Storia della sanità cittadina. Quando esistevano 5 ospedali. Legati a un utilizzo ’insolito’: punti di ristoro per i viandanti

Prima di quello dei Santi Giacomo e Cristoforo esistevano altri centri di accoglienza. Durante le guerre sono luoghi di cura per i militari. Si sostengono con il gioco del lotto.

Storia della sanità cittadina. Quando esistevano 5 ospedali. Legati a un utilizzo ’insolito’: punti di ristoro per i viandanti

Prima di quello dei Santi Giacomo e Cristoforo esistevano altri centri di accoglienza. Durante le guerre sono luoghi di cura per i militari. Si sostengono con il gioco del lotto.

Forse erano cinque, ma solo intorno a due di essi ci sono prove certe della loro esistenza, mentre per gli altri tre ci sono solo vaghi accenni. Sono gli ospedali massesi, in tempi in cui la cura dei malati era solo accidentale e il compito principale era ospitare i viandanti e sfamare gli indigenti. Edificio per accoglienza e ricovero di viandanti fin dal III secolo d.C. a Taberna Frigida, l’ospedale di San Leonardo esiste già nel 1398 e nello stesso anno c’è già anche quello dei SS. Giacomo e Cristoforo a Borgo del Ponte. Di altri tre (Santa Maria Maddalena a Ricortola, santa Maria a Mirteto e san Cristoforo a Montignoso) non ci sono certezze. L’ospedale di Borgo del Ponte è dedicato a san Jacopo e san Christofano, è gestito dai cavalieri di Altopascio e la sua costruzione viene fatta risalire alla fine dell’XI secolo con quattro letti che diventano 6 nel 1584, mentre è nel 1669 che viene fatto il primo censimento dei beni e delle entrate. Nel 1702 l’ospedale consiste di un orto, due stalle e un magazzino al piano terra, oltre ad una stanza al primo piano.

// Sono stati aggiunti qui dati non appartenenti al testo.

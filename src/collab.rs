//! Trait interfaces for the external collaborators AppMgr consumes but does
//! not own (spec §1, §6): the simulated pipeline/contexts/buses/caches/TLBs,
//! and the global event queue. AppMgr is generic over these so tests can
//! supply a mock implementation (spec's own testing expansion) while a real
//! driver supplies the simulator.

use crate::ids::{AppId, CoreId, CtxId};
use crate::time::Cycle;

/// How a context halt should be carried out; passed through opaquely to
/// `context_halt_signal`.
#[derive(Debug, Copy, Clone, Eq, PartialEq)]
pub enum HaltStyle {
    Normal,
    Migrate,
    LongMiss,
}

/// Which memory-hierarchy cache level a population query targets (spec §6
/// stats: per-app L1D/L2/L3 block populations).
#[derive(Debug, Copy, Clone, Eq, PartialEq)]
pub enum CacheLevel {
    L1d,
    L2,
    L3,
}

/// Opaque operations on the simulated pipeline, contexts, cores, buses,
/// caches and TLBs (spec §6 "Collaborator interfaces consumed").
pub trait PipelineHost {
    fn context_halt_signal(&mut self, ctx: CtxId, style: HaltStyle);
    fn context_go(&mut self, ctx: CtxId, app: AppId, start_cyc: Cycle);

    /// Returns the completion cycle of a bus access that takes `op_time`
    /// cycles.
    fn corebus_access(&mut self, ctx: CtxId, op_time: u64) -> Cycle;

    /// `false` = registration succeeded (swap-out may proceed), `true` =
    /// registration failed and the swap-out must be abandoned.
    fn cache_register_blocked_app(&mut self, ctx: CtxId, miss_id: u64) -> bool;

    fn cache_get_population(&self, cache: CacheLevel, app: AppId) -> i64;

    /// Per-app total retired-instruction count, backing `resident_ipc`.
    fn app_commits(&self, app: AppId) -> i64;
    /// Per-app IPC since its last swap-in, backing `core_recent_ipc`.
    fn recent_ipc_commit(&self, app: AppId) -> f64;

    /// Whether register `reg` holds state not yet written back (spill-dirty
    /// filtering, spec §4.3).
    fn reg_is_dirty(&self, ctx: CtxId, reg: u32) -> bool;
    /// Live DTLB entries for `ctx`, used by the fill pass to decide which
    /// entries predate the spill cycle (spec §4.3, §8 item 10).
    fn dtlb_entries(&self, ctx: CtxId) -> Vec<DtlbEntry>;

    fn inject_alloc(&mut self, ctx: CtxId) -> Option<u64>;
    fn inject_set_bmtspill(&mut self, slot: u64, reg: u32, is_final: bool, is_block_boundary: bool);
    fn inject_set_bmtfill(&mut self, slot: u64, reg: u32, is_final: bool, is_block_boundary: bool);
    fn inject_at_rename(&mut self, ctx: CtxId, slot: u64);

    fn tlb_inject(&mut self, ctx: CtxId, cyc: Cycle, base_addr: u64, app: AppId);
    fn rs_push(&mut self, ctx: CtxId, pc: u64);
    /// Returns 0 when the return stack is empty.
    fn rs_pop(&mut self, ctx: CtxId) -> u64;

    /// Returns core owning `ctx`; used only by tests/mocks that need to
    /// assert on topology already known to `Records`.
    fn core_of(&self, ctx: CtxId) -> CoreId;
}

/// A single DTLB entry as tracked for spill/fill replay (spec §4.3, §8 item
/// 10): entries with `ready_time` strictly earlier than the spill cycle are
/// re-injected on fill; newer ones are discarded.
#[derive(Debug, Copy, Clone)]
pub struct DtlbEntry {
    pub base_addr: u64,
    pub ready_time: Cycle,
}

/// The global callback queue is an external collaborator per spec §1/§6
/// (`callbackq_enqueue`/`callbackq_cancel_ret`), but its callbacks need
/// mutable access to the coordinator itself, not just to `PipelineHost` — so
/// it is not expressed as a trait here. [`crate::event::EventQueue`] is a
/// concrete queue generic over the coordinator type, following the same
/// `BinaryHeap`-of-timestamped-callbacks shape this trait's sibling
/// interfaces describe.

Tre i richiami documentati (nel 1749, nel 1753 e ancora nel 1863) ad una maggiore parsimonia nel somministrare i farmaci. I medici sono quattro, oltre a personale di assistenza. Nel 1807 l’ospedale si trasferisce nell’ex monastero dei Servi di Camporimaldo mentre Borgo del Ponte resta aperto per l’asilo di accattoni, vagabondi e senza tetto. Nel 1820 l’ospedale si trasferisce nell’ex convento degli agostiniani alla Madonna del Monte da dove l’ordine religioso era stato sfrattato nel 1770. Progettato dagli ingegneri Carlo Marcheselli e Del Nero, soprintendente e direttore Lazzaro Compagni, il nuovo ospedale ha un giardino coltivato ad agrumi, una farmacia al piano terra; mentre al primo piano ci sono due reparti: quello maschile con 22 letti e quello femminile con 12, oltre alla cappella, alla saletta oftalmica con 8 letti, a medicheria, cucina, scuola ostetricia, stanza mortuaria.

Al secondo piano c’è un camerone in caso di epidemie con 22 letti, oltre a quattro camere per dementi. Ci lavorano un medico, un chirurgo, un aiuto, due serventi, un farmacista, un cappellano. Negli anni ’40 dell’800 il personale è di otto unità: un segretario, un chirurgo, un medico, un primo infermiere, quattro serventi (due uomini e due donne). Il numero giornaliero dei degenti è tra i 15 e i 17, con alcune punte massime di 20. Nel 1849 gli inservienti salgono da 4 a 8, ma a causa delle guerre ai degenti si aggiungono 109 militari e i degenti passano a 124 tra civili e militari. Nei cameroni sono raddoppiati i posti letti ricorrendo anche alle pagliate. Tra le entrate dell’ospedale ci sono il gioco del lotto e le sale da ballo (2 lire per trattenimenti diurni e 5 per danze notturne). Dal 1864 i nati illegittimi (all’epoca chiamati anche spuri o gettatelli) non vanno più a Lucca ma restano in città per gli affidi. Con il colera del 1854 arrivano le suore della Carità che ed è alla loro Congregazione che dal 1862 è affidata la gestione economica. E’ del 1873 la prima inchiesta sull’ospedale, condotta dalla prefettura per presunte entrate di vini, liquori e commestibili tra i degenti; ma anche per pidocchi, biancheria indegna, alimentazione insufficiente. Nessun riscontro è trovato e l’inchiesta si conclude con l’accertamento di lievi negligenze. Nel 1937 la Congregazione di Carità è sciolta, nel 1945 l’ospedale rinasce dai locali semi devastati dalla guerra e con numeri sempre maggiori, per poi passare il testimone al Noa.